Two chemoprevention randomized studies using tamoxifen showed drug efficacy; however, adverse effects such as hot flushes, endometrial cancer, and above all, thromboembolism, remain a problem. 4 hydroxytamoxifen (4-OHT) is a very active metabolite of tamoxifen. This randomized study was designed to analyze if 4-OHT gel, administered percutaneously on the breast skin, can inhibit the proliferation of malignant breast cells to the same extent as orally administered tamoxifen. Fifty-five postmenopausal women with an invasive estrogen receptor-positive breast cancer were randomly assigned to receive (for 2 to 3 weeks) either 4-OHT gel (0.5, 1, or 2 mg/d) or oral tamoxifen (20 mg/d) or no treatment. Response was evaluated using proliferation markers (Ki-67, proliferating cell nuclear antigen) and apoptosis markers in tissue samples obtained by Tru-cut biopsy before treatment, and at surgery after treatment.

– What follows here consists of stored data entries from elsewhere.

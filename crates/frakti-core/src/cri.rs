//! CRI surface (spec §6, §9): the Kubernetes CRI v1alpha2 Runtime and Image
//! services, modeled — per the Design Notes — as plain `(request, response)`
//! message structs plus `async_trait` service traits rather than generated
//! protobuf stubs; stub generation is left to whichever gRPC framework wraps
//! this crate. `CriServer` binds the configured Unix socket the same way the
//! teacher's `CriServer::serve` does: unlink a stale socket file, then bind.

#![cfg(feature = "cri")]

use crate::dispatcher::Dispatcher;
use crate::error::Result;
use async_trait::async_trait;
use std::collections::HashMap;
use std::sync::Arc;

#[derive(Debug, Clone, Default)]
pub struct PodSandboxConfigRequest {
    pub name: String,
    pub namespace: String,
    pub uid: String,
    pub attempt: u32,
    pub hostname: String,
    pub labels: HashMap<String, String>,
    pub annotations: HashMap<String, String>,
    pub cgroup_parent: String,
    pub port_mappings: Vec<crate::types::PortMapping>,
    pub security_privileged: bool,
    pub host_network: bool,
    pub host_pid: bool,
    pub host_ipc: bool,
}

impl From<PodSandboxConfigRequest> for crate::sandbox::PodSandboxConfig {
    fn from(r: PodSandboxConfigRequest) -> Self {
        crate::sandbox::PodSandboxConfig {
            name: r.name,
            namespace: r.namespace,
            uid: r.uid,
            attempt: r.attempt,
            hostname: r.hostname,
            labels: r.labels,
            annotations: r.annotations,
            cgroup_parent: r.cgroup_parent,
            port_mappings: r.port_mappings,
            security_privileged: r.security_privileged,
            host_network: r.host_network,
            host_pid: r.host_pid,
            host_ipc: r.host_ipc,
        }
    }
}

#[derive(Debug, Clone, Default)]
pub struct ContainerConfigRequest {
    pub name: String,
    pub image: String,
    pub image_ref: String,
    pub working_dir: String,
    pub tty: bool,
    pub args: Vec<String>,
    pub command: Vec<String>,
    pub env: Vec<(String, String)>,
    pub labels: HashMap<String, String>,
    pub annotations: HashMap<String, String>,
    pub privileged: bool,
    pub mounts: Vec<crate::types::VolumeMount>,
}

impl From<ContainerConfigRequest> for crate::container::ContainerConfig {
    fn from(r: ContainerConfigRequest) -> Self {
        crate::container::ContainerConfig {
            name: r.name,
            image: r.image,
            image_ref: r.image_ref,
            working_dir: r.working_dir,
            tty: r.tty,
            args: r.args,
            command: r.command,
            env: r.env,
            labels: r.labels,
            annotations: r.annotations,
            privileged: r.privileged,
            mounts: r.mounts,
        }
    }
}

#[derive(Debug, Clone, Default)]
pub struct VersionResponse {
    pub version: String,
    pub runtime_name: String,
    pub runtime_version: String,
    pub runtime_api_version: String,
}

#[derive(Debug, Clone, Default)]
pub struct StatusResponse {
    pub ready: bool,
}

/// Runtime RPCs (spec §4.9's method table). Every method maps 1:1 onto a
/// `Dispatcher` call; the only translation here is request/response shaping.
#[async_trait]
pub trait RuntimeService: Send + Sync {
    async fn version(&self) -> Result<VersionResponse>;
    async fn run_pod_sandbox(&self, config: PodSandboxConfigRequest, unikernel_enabled: bool) -> Result<String>;
    async fn stop_pod_sandbox(&self, id: &str) -> Result<()>;
    async fn remove_pod_sandbox(&self, id: &str) -> Result<()>;
    async fn pod_sandbox_status(&self, id: &str) -> Result<crate::types::Sandbox>;
    async fn list_pod_sandbox(&self, filter: crate::sandbox::PodSandboxFilter) -> Result<Vec<crate::types::Sandbox>>;
    async fn create_container(
        &self,
        sandbox_id: &str,
        pod_name: &str,
        namespace: &str,
        pod_uid: &str,
        attempt: u32,
        config: ContainerConfigRequest,
    ) -> Result<String>;
    async fn start_container(&self, container_id: &str, sandbox_id: &str) -> Result<()>;
    async fn stop_container(&self, id: &str, timeout_secs: u64) -> Result<()>;
    async fn remove_container(&self, id: &str) -> Result<()>;
    async fn container_status(&self, id: &str) -> Result<crate::types::Container>;
    async fn list_containers(&self, filter: crate::container::ContainerFilter) -> Result<Vec<crate::types::Container>>;
    async fn status(&self) -> Result<StatusResponse>;
}

/// Image RPCs.
#[async_trait]
pub trait ImageService: Send + Sync {
    async fn list_images(&self) -> Result<Vec<crate::backend::ImageInfo>>;
    async fn image_status(&self, image_ref: &str) -> Result<Option<crate::backend::ImageInfo>>;
    async fn pull_image(&self, image_ref: &str) -> Result<String>;
    async fn remove_image(&self, image_ref: &str) -> Result<()>;
    /// Deliberately unimplemented (spec §9): no backend capability surfaces
    /// filesystem usage, so this always returns `FraktiError::Unimplemented`,
    /// mapped by the gRPC layer to CRI's `UNIMPLEMENTED` status.
    async fn image_fs_info(&self) -> Result<Vec<crate::types::FilesystemUsage>>;
}

#[async_trait]
impl RuntimeService for Dispatcher {
    async fn version(&self) -> Result<VersionResponse> {
        let version = Dispatcher::version(self).await?;
        Ok(VersionResponse {
            version: "0.1.0".to_string(),
            runtime_name: "frakti".to_string(),
            runtime_version: version,
            runtime_api_version: "v1alpha2".to_string(),
        })
    }

    async fn run_pod_sandbox(&self, config: PodSandboxConfigRequest, unikernel_enabled: bool) -> Result<String> {
        Dispatcher::run_pod_sandbox(self, config.into(), unikernel_enabled).await
    }

    async fn stop_pod_sandbox(&self, id: &str) -> Result<()> {
        let (net_ns_path, annotations) = Dispatcher::resolve_stop_target(self, id).await?;
        Dispatcher::stop_pod_sandbox(self, id, &net_ns_path, &annotations).await
    }

    async fn remove_pod_sandbox(&self, id: &str) -> Result<()> {
        Dispatcher::remove_pod_sandbox(self, id).await
    }

    async fn pod_sandbox_status(&self, id: &str) -> Result<crate::types::Sandbox> {
        Dispatcher::pod_sandbox_status(self, id).await
    }

    async fn list_pod_sandbox(&self, filter: crate::sandbox::PodSandboxFilter) -> Result<Vec<crate::types::Sandbox>> {
        Dispatcher::list_pod_sandbox(self, &filter).await
    }

    async fn create_container(
        &self,
        sandbox_id: &str,
        pod_name: &str,
        namespace: &str,
        pod_uid: &str,
        attempt: u32,
        config: ContainerConfigRequest,
    ) -> Result<String> {
        Dispatcher::create_container(self, sandbox_id, pod_name, namespace, pod_uid, attempt, &config.into()).await
    }

    async fn start_container(&self, container_id: &str, sandbox_id: &str) -> Result<()> {
        Dispatcher::start_container(self, container_id, sandbox_id).await
    }

    async fn stop_container(&self, id: &str, timeout_secs: u64) -> Result<()> {
        Dispatcher::stop_container(self, id, timeout_secs).await
    }

    async fn remove_container(&self, id: &str) -> Result<()> {
        Dispatcher::remove_container(self, id).await
    }

    async fn container_status(&self, id: &str) -> Result<crate::types::Container> {
        Dispatcher::container_status(self, id, vec![]).await
    }

    async fn list_containers(&self, filter: crate::container::ContainerFilter) -> Result<Vec<crate::types::Container>> {
        Dispatcher::list_containers(self, &filter).await
    }

    async fn status(&self) -> Result<StatusResponse> {
        let ready = Dispatcher::status(self).await?;
        Ok(StatusResponse { ready })
    }
}

#[async_trait]
impl ImageService for Dispatcher {
    async fn list_images(&self) -> Result<Vec<crate::backend::ImageInfo>> {
        Dispatcher::list_images(self).await
    }

    async fn image_status(&self, image_ref: &str) -> Result<Option<crate::backend::ImageInfo>> {
        Dispatcher::image_status(self, image_ref).await
    }

    async fn pull_image(&self, image_ref: &str) -> Result<String> {
        Dispatcher::pull_image(self, image_ref).await
    }

    async fn remove_image(&self, image_ref: &str) -> Result<()> {
        Dispatcher::remove_image(self, image_ref).await
    }

    async fn image_fs_info(&self) -> Result<Vec<crate::types::FilesystemUsage>> {
        Err(crate::error::FraktiError::unimplemented("ImageFsInfo"))
    }
}

/// Binds the CRI Unix socket. Unlinks a stale socket file first, same
/// preamble as the teacher's `CriServer::serve`.
pub struct CriServer {
    socket_path: String,
    dispatcher: Arc<Dispatcher>,
}

impl CriServer {
    pub fn new(socket_path: impl Into<String>, dispatcher: Arc<Dispatcher>) -> Self {
        Self {
            socket_path: socket_path.into(),
            dispatcher,
        }
    }

    pub fn dispatcher(&self) -> &Arc<Dispatcher> {
        &self.dispatcher
    }

    /// Unlinks a stale socket at `socket_path`, then binds a fresh
    /// `UnixListener`. Actual gRPC codec/transport wiring (the `tonic`
    /// service glue around `RuntimeService`/`ImageService`) is left to the
    /// embedder, consistent with this module modeling the CRI surface as
    /// request/response schemas rather than generated stubs.
    pub async fn bind(&self) -> Result<tokio::net::UnixListener> {
        if std::path::Path::new(&self.socket_path).exists() {
            std::fs::remove_file(&self.socket_path).map_err(crate::error::FraktiError::from)?;
        }
        tokio::net::UnixListener::bind(&self.socket_path).map_err(crate::error::FraktiError::from)
    }
}

#[cfg(test)]
mod tests {
    use super::*;
    use crate::backend::fakes::{FakeBackend, FakeNetworkPlugin};
    use crate::checkpoint::{CheckpointStore, MemCheckpointStore};
    use crate::dispatcher::BackendHandle;
    use crate::registry::RoutingRegistry;

    fn test_dispatcher() -> Dispatcher {
        test_dispatcher_with_checkpoints().0
    }

    fn test_dispatcher_with_checkpoints() -> (Dispatcher, Arc<MemCheckpointStore>) {
        let backend = Arc::new(FakeBackend::new());
        let net = Arc::new(FakeNetworkPlugin);
        let checkpoints = Arc::new(MemCheckpointStore::new());
        let hypervisor = BackendHandle {
            sandboxes: crate::sandbox::SandboxManager::new(backend.clone(), net, checkpoints.clone()),
            containers: crate::container::ContainerManager::new(backend.clone()),
            images: crate::image::ImageManager::new(backend.clone()),
            pod_backend: backend.clone(),
            image_backend: backend.clone(),
            info: backend.clone(),
        };
        let dispatcher = Dispatcher::new(
            Arc::new(RoutingRegistry::new()),
            checkpoints.clone() as Arc<dyn crate::checkpoint::CheckpointStore>,
            hypervisor,
            None,
            None,
        );
        (dispatcher, checkpoints)
    }

    #[tokio::test]
    async fn run_pod_sandbox_then_status_round_trips_through_the_service_trait() {
        let dispatcher = test_dispatcher();
        let request = PodSandboxConfigRequest {
            name: "web".into(),
            namespace: "default".into(),
            uid: "uid-1".into(),
            ..Default::default()
        };
        let id = RuntimeService::run_pod_sandbox(&dispatcher, request, false).await.unwrap();
        let status = RuntimeService::pod_sandbox_status(&dispatcher, &id).await.unwrap();
        assert_eq!(status.id, id);
    }

    #[tokio::test]
    async fn bind_unlinks_stale_socket_file() {
        let dir = tempfile::tempdir().unwrap();
        let socket_path = dir.path().join("frakti.sock");
        std::fs::write(&socket_path, b"stale").unwrap();

        let dispatcher = Arc::new(test_dispatcher());
        let server = CriServer::new(socket_path.to_string_lossy().into_owned(), dispatcher);
        let _listener = server.bind().await.unwrap();
    }

    #[tokio::test]
    async fn stop_pod_sandbox_recovers_netns_from_checkpoint_when_backend_forgot_it() {
        let (dispatcher, checkpoints) = test_dispatcher_with_checkpoints();
        let blob = serde_json::to_vec(&crate::types::SandboxCheckpoint::new(
            "web",
            "default",
            "/var/run/netns/recovered",
            vec![],
        ))
        .unwrap();
        checkpoints.add("recovered-id", &blob).await.unwrap();

        RuntimeService::stop_pod_sandbox(&dispatcher, "recovered-id").await.unwrap();
    }

    #[tokio::test]
    async fn image_fs_info_is_deliberately_unimplemented() {
        let dispatcher = test_dispatcher();
        let err = ImageService::image_fs_info(&dispatcher).await.unwrap_err();
        assert!(matches!(err, crate::error::FraktiError::Unimplemented { .. }));
    }
}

Administration of 4-OHT gel resulted in reductions in tumor tissue proliferation indexes (Ki-67 and PCNA), with approximate equivalence between the 1.0 mg/d or 2.0 mg/d 4-OHT dose, and oral tamoxifen, but had no effect on apoptotic markers. Plasma levels of 4-OHT were consistently higher in the oral tamoxifen group than in the gel groups. No dose-related pattern was shown for estrogen or progesterone receptor levels, and topical 4-OHT gel appeared to be generally well tolerated. Hot flushes are as common in the two higher gel doses as with tamoxifen. Percutaneous 4-OHT gel has a local impact on tumor proliferation. It could be tested in future prospective trials of chemoprevention or ductal carcinoma in situ adjuvant hormonotherapy.